14.7.2 Fama-MacBeth Cross-Sectional Regressions

Portfolio sorts are informative but cannot control for multiple characteristics simultaneously. We use Fama and French (1993) -style cross-sectional regressions to test whether liquidity predicts returns after controlling for size, value, and momentum:

\[ R_{i,m+1} = \gamma_{0,m} + \gamma_{1,m} \text{ILLIQ}_{i,m} + \gamma_{2,m} \ln(\text{MCap}_{i,m}) + \gamma_{3,m} \text{BM}_{i,m} + \gamma_{4,m} R_{i,m-12:m-1} + \varepsilon_{i,m+1} \tag{14.10}\]

The time-series average of the monthly coefficient $\bar{\gamma}_1$ estimates the illiquidity premium, and its t-statistic uses the Fama and French (1993) standard error.

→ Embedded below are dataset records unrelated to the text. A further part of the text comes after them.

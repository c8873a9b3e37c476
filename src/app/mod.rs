// ==========================================
// 铁路大亨 - 应用层
// ==========================================
// 职责: 组装配置与路网API, 供 CLI 与宿主程序共享
// ==========================================

pub mod state;

// 重导出
pub use state::{get_default_config_path, AppState};
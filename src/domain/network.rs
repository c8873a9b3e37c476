// ==========================================
// 铁路大亨 - 路网图 (Network Graph)
// ==========================================
// 职责: 持有一张地图的全部车站与线路
// 红线: 删除不存在的车站/线路为空操作, 不报错
// 约定: remove_station 不级联删除线路, 调用方需先摘除关联线路;
//       需要原子语义时使用 remove_station_cascade
// ==========================================

use crate::domain::error::{NetworkError, NetworkResult};
use crate::domain::line::{LineId, RailwayLine};
use crate::domain::station::{Station, StationId};
use serde::{Deserialize, Serialize};
use tracing::debug;

#[derive(Debug, Clone, Default, Serialize, Deserialize)]
pub struct NetworkGraph {
    stations: Vec<Station>,
    lines: Vec<RailwayLine>,
    /// 下一个可分配ID; 用 u64 表示 u32::MAX 之后的"已耗尽"状态
    next_station_id: u64,
    next_line_id: u64,
}

impl NetworkGraph {
    pub fn new() -> Self {
        Self::default()
    }

    // ==========================================
    // ID 分配
    // ==========================================

    /// 分配新的车站ID（单调递增, 跳过已被调用方占用的ID）
    ///
    /// # 返回
    /// - Err(IdSpaceExhausted): u32::MAX 已被占用, 不再回绕复用
    pub fn allocate_station_id(&mut self) -> NetworkResult<StationId> {
        let id = StationId::try_from(self.next_station_id)
            .map_err(|_| NetworkError::IdSpaceExhausted("station"))?;
        self.next_station_id += 1;
        Ok(id)
    }

    /// 分配新的线路ID
    pub fn allocate_line_id(&mut self) -> NetworkResult<LineId> {
        let id = LineId::try_from(self.next_line_id)
            .map_err(|_| NetworkError::IdSpaceExhausted("line"))?;
        self.next_line_id += 1;
        Ok(id)
    }

    // ==========================================
    // 变更操作
    // ==========================================

    /// 插入车站（不做唯一性校验）
    pub fn add_station(&mut self, station: Station) {
        debug!(station_id = station.id, name = %station.name, "add_station");
        self.next_station_id = self.next_station_id.max(u64::from(station.id) + 1);
        self.stations.push(station);
    }

    /// 插入线路（不做唯一性校验, 不校验端点存在）
    pub fn add_line(&mut self, line: RailwayLine) {
        debug!(
            line_id = line.id,
            a = line.endpoint_a,
            b = line.endpoint_b,
            category = %line.category,
            "add_line"
        );
        self.next_line_id = self.next_line_id.max(u64::from(line.id) + 1);
        self.lines.push(line);
    }

    /// 删除车站, 不级联删除关联线路
    ///
    /// # 返回
    /// - Some(Station): 被删除的车站
    /// - None: 车站不存在（空操作）
    pub fn remove_station(&mut self, station_id: StationId) -> Option<Station> {
        let idx = self.stations.iter().position(|s| s.id == station_id)?;
        debug!(station_id, "remove_station");
        Some(self.stations.remove(idx))
    }

    /// 原子删除车站及其全部关联线路
    ///
    /// # 返回
    /// - (被删除的车站, 被摘除的线路); 车站不存在时线路也不会被动
    pub fn remove_station_cascade(
        &mut self,
        station_id: StationId,
    ) -> Option<(Station, Vec<RailwayLine>)> {
        let idx = self.stations.iter().position(|s| s.id == station_id)?;

        let (detached, kept): (Vec<RailwayLine>, Vec<RailwayLine>) = self
            .lines
            .drain(..)
            .partition(|line| line.touches(station_id));
        self.lines = kept;

        debug!(station_id, detached = detached.len(), "remove_station_cascade");
        Some((self.stations.remove(idx), detached))
    }

    /// 删除线路
    ///
    /// # 返回
    /// - None: 线路不存在（空操作）
    pub fn remove_line(&mut self, line_id: LineId) -> Option<RailwayLine> {
        let idx = self.lines.iter().position(|l| l.id == line_id)?;
        debug!(line_id, "remove_line");
        Some(self.lines.remove(idx))
    }

    // ==========================================
    // 查询操作
    // ==========================================

    /// 与车站相连的全部线路（可能为空）
    pub fn lines_incident_to(&self, station_id: StationId) -> Vec<&RailwayLine> {
        self.lines.iter().filter(|l| l.touches(station_id)).collect()
    }

    /// 端点指向已不存在车站的线路（两步删除约定被违反时出现）
    pub fn dangling_lines(&self) -> Vec<&RailwayLine> {
        self.lines
            .iter()
            .filter(|l| !self.contains_station(l.endpoint_a) || !self.contains_station(l.endpoint_b))
            .collect()
    }

    pub fn station(&self, station_id: StationId) -> Option<&Station> {
        self.stations.iter().find(|s| s.id == station_id)
    }

    pub fn station_mut(&mut self, station_id: StationId) -> Option<&mut Station> {
        self.stations.iter_mut().find(|s| s.id == station_id)
    }

    pub fn station_by_name(&self, name: &str) -> Option<&Station> {
        self.stations.iter().find(|s| s.name == name)
    }

    pub fn contains_station(&self, station_id: StationId) -> bool {
        self.station(station_id).is_some()
    }

    pub fn line(&self, line_id: LineId) -> Option<&RailwayLine> {
        self.lines.iter().find(|l| l.id == line_id)
    }

    pub fn line_mut(&mut self, line_id: LineId) -> Option<&mut RailwayLine> {
        self.lines.iter_mut().find(|l| l.id == line_id)
    }

    pub fn stations(&self) -> &[Station] {
        &self.stations
    }

    pub fn lines(&self) -> &[RailwayLine] {
        &self.lines
    }

    pub fn station_count(&self) -> usize {
        self.stations.len()
    }

    pub fn line_count(&self) -> usize {
        self.lines.len()
    }

    pub fn is_empty(&self) -> bool {
        self.stations.is_empty()
    }
}

#[cfg(test)]
mod tests {
    use super::*;
    use crate::domain::time::TimeValue;
    use crate::domain::types::{GridCell, LineCategory};

    fn station(id: StationId) -> Station {
        Station::new(id, format!("S{}", id), GridCell::new(id as i32, 0))
    }

    fn line(id: LineId, a: StationId, b: StationId) -> RailwayLine {
        RailwayLine::new(
            id,
            a,
            b,
            LineCategory::SingleTrack,
            vec![GridCell::new(0, 0)],
            TimeValue::new(2020, 1, 1),
        )
    }

    fn triangle() -> NetworkGraph {
        let mut graph = NetworkGraph::new();
        for id in 1..=3 {
            graph.add_station(station(id));
        }
        graph.add_line(line(10, 1, 2));
        graph.add_line(line(11, 2, 3));
        graph.add_line(line(12, 3, 1));
        graph
    }

    #[test]
    fn test_lines_incident_to() {
        let graph = triangle();
        let ids: Vec<LineId> = graph.lines_incident_to(1).iter().map(|l| l.id).collect();
        assert_eq!(ids, vec![10, 12]);
        assert!(graph.lines_incident_to(99).is_empty());
    }

    #[test]
    fn test_parallel_lines_allowed() {
        let mut graph = triangle();
        graph.add_line(line(13, 1, 2));
        assert_eq!(graph.lines_incident_to(2).len(), 3);
        assert_eq!(graph.line_count(), 4);
    }

    #[test]
    fn test_remove_station_does_not_detach_lines() {
        let mut graph = triangle();
        let removed = graph.remove_station(1).unwrap();
        assert_eq!(removed.id, 1);
        assert_eq!(graph.station_count(), 2);
        assert_eq!(graph.line_count(), 3);
        assert_eq!(graph.dangling_lines().len(), 2);
    }

    #[test]
    fn test_two_step_removal_leaves_no_dangling_lines() {
        let mut graph = triangle();
        let incident: Vec<LineId> = graph.lines_incident_to(1).iter().map(|l| l.id).collect();
        for line_id in incident {
            graph.remove_line(line_id);
        }
        graph.remove_station(1);
        assert!(graph.dangling_lines().is_empty());
        assert_eq!(graph.line_count(), 1);
    }

    #[test]
    fn test_remove_station_cascade() {
        let mut graph = triangle();
        let (removed, detached) = graph.remove_station_cascade(2).unwrap();
        assert_eq!(removed.id, 2);
        let detached_ids: Vec<LineId> = detached.iter().map(|l| l.id).collect();
        assert_eq!(detached_ids, vec![10, 11]);
        assert_eq!(graph.line_count(), 1);
        assert!(graph.dangling_lines().is_empty());
    }

    #[test]
    fn test_removal_of_absent_items_is_noop() {
        let mut graph = triangle();
        assert!(graph.remove_station(42).is_none());
        assert!(graph.remove_station_cascade(42).is_none());
        assert!(graph.remove_line(42).is_none());
        assert!(graph.remove_line(10).is_some());
        assert!(graph.remove_line(10).is_none());
        assert_eq!(graph.station_count(), 3);
        assert_eq!(graph.line_count(), 2);
    }

    #[test]
    fn test_id_allocation_skips_inserted_ids() {
        let mut graph = NetworkGraph::new();
        graph.add_station(station(5));
        assert_eq!(graph.allocate_station_id(), Ok(6));
        graph.add_line(line(3, 5, 5));
        assert_eq!(graph.allocate_line_id(), Ok(4));
        assert_eq!(graph.allocate_line_id(), Ok(5));
    }

    #[test]
    fn test_id_allocation_exhausted_after_max_id() {
        let mut graph = NetworkGraph::new();
        graph.add_station(station(StationId::MAX));
        assert_eq!(
            graph.allocate_station_id(),
            Err(NetworkError::IdSpaceExhausted("station"))
        );
        // 失败不推进计数, 也不回绕到已用ID
        assert!(graph.allocate_station_id().is_err());

        graph.add_line(line(LineId::MAX - 1, 1, 1));
        assert_eq!(graph.allocate_line_id(), Ok(LineId::MAX));
        assert_eq!(
            graph.allocate_line_id(),
            Err(NetworkError::IdSpaceExhausted("line"))
        );
    }

    #[test]
    fn test_lookup_by_name() {
        let graph = triangle();
        assert_eq!(graph.station_by_name("S2").map(|s| s.id), Some(2));
        assert!(graph.station_by_name("S9").is_none());
    }
}
// ==========================================
// 铁路大亨 - 应用状态
// ==========================================
// 职责: 管理应用级别的共享状态和API实例
// 并发: 单写多读, 查询取读锁, 修改取写锁
// ==========================================

use std::path::{Path, PathBuf};
use std::sync::{Arc, RwLock};

use crate::api::{ApiError, ApiResult, NetworkApi};
use crate::config::ConfigManager;

pub use crate::config::get_default_config_path;

/// 应用状态
///
/// 持有配置与路网API, 可在线程间共享
#[derive(Clone)]
pub struct AppState {
    /// 配置文件路径
    pub config_path: PathBuf,

    /// 启动时加载的配置
    pub config: Arc<ConfigManager>,

    /// 路网API
    pub network_api: Arc<RwLock<NetworkApi>>,
}

impl AppState {
    /// 创建新的AppState实例（空路网）
    ///
    /// # 返回
    /// - Ok(AppState): 应用状态实例
    /// - Err(String): 配置加载失败
    pub fn new<P: AsRef<Path>>(config_path: P) -> Result<Self, String> {
        let config_path = config_path.as_ref().to_path_buf();
        tracing::info!("初始化AppState，配置路径: {}", config_path.display());

        let config = ConfigManager::load(&config_path)
            .map_err(|e| format!("无法加载配置: {}", e))?;

        Ok(Self::with_config(config_path, config))
    }

    /// 以已构造的配置创建（测试/嵌入场景）
    pub fn with_config(config_path: PathBuf, config: ConfigManager) -> Self {
        let network_api = NetworkApi::new(&config);
        Self {
            config_path,
            config: Arc::new(config),
            network_api: Arc::new(RwLock::new(network_api)),
        }
    }

    /// 从车站/线路文件加载路网, 替换当前路网
    pub fn load_network<P: AsRef<Path>, Q: AsRef<Path>>(
        &self,
        stations_path: P,
        lines_path: Q,
    ) -> ApiResult<()> {
        let loaded = NetworkApi::from_files(stations_path, lines_path, &self.config)?;
        self.write(|api| *api = loaded)
    }

    /// 在读锁下执行查询
    pub fn read<T>(&self, f: impl FnOnce(&NetworkApi) -> T) -> ApiResult<T> {
        let guard = self
            .network_api
            .read()
            .map_err(|e| ApiError::InternalError(format!("路网读锁失败: {}", e)))?;
        Ok(f(&guard))
    }

    /// 在写锁下执行修改
    pub fn write<T>(&self, f: impl FnOnce(&mut NetworkApi) -> T) -> ApiResult<T> {
        let mut guard = self
            .network_api
            .write()
            .map_err(|e| ApiError::InternalError(format!("路网写锁失败: {}", e)))?;
        Ok(f(&mut guard))
    }
}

def fama_macbeth(panel_df, illiq_col, controls=['log_mcap', 'bm'],
                  min_stocks=50):
    """
    Run Fama-MacBeth cross-sectional regressions of
    next-month returns on lagged illiquidity and controls.
    """
    df = panel_df.copy()
    df = df.sort_values(['ticker', 'month_end'])
    
    # Lag the illiquidity measure
    df['illiq_lag'] = df.groupby('ticker')[illiq_col].shift(1)
    
    # Lag controls
    for c in controls:
        df[c + '_lag'] = df.groupby('ticker')[c].shift(1)
    
    regressors = ['illiq_lag'] + [c + '_lag' for c in controls]
    df = df.dropna(subset=['monthly_return'] + regressors)
    
    # Month-by-month cross-sectional regressions
    months = sorted(df['month_end'].unique())
    gamma_list = []
    
    for month in months:
        cross = df[df['month_end'] == month]
        if len(cross) < min_stocks:
            continue
        
        y = cross['monthly_return'].values
        X = sm.add_constant(cross[regressors].values)
        
        try:
            model = sm.OLS(y, X).fit()
            gammas = {'month_end': month, 'intercept': model.params[0]}
            for j, reg in enumerate(regressors):
                gammas[reg] = model.params[j + 1]
            gamma_list.append(gammas)
        except Exception:
            pass
    
    gamma_df = pd.DataFrame(gamma_list)
    
    # Time-series averages and t-statistics
    results = {}
    for col in ['intercept'] + regressors:
        mean = gamma_df[col].mean()
        se = gamma_df[col].std() / np.sqrt(len(gamma_df))
        t = mean / se if se > 0 else np.nan
        results[col] = {'Coefficient': mean, 'SE': se, 't-stat': t}
    
    return pd.DataFrame(results).T, gamma_df

# Run for each illiquidity measure
print("Fama-MacBeth Regressions: R_{i,m+1} on ILLIQ_{i,m} + controls")
print("=" * 70)

for name, col in [('Amihud', 'amihud'),
                    ('Zero-Return', 'zero_return_pct'),
                    ('Roll Spread', 'roll_spread'),
                    ('Corwin-Schultz', 'cs_spread')]:
    results, gammas = fama_macbeth(panel, col)
    print(f"\n{name}:")
    print(results[['Coefficient', 't-stat']].round(4).to_string())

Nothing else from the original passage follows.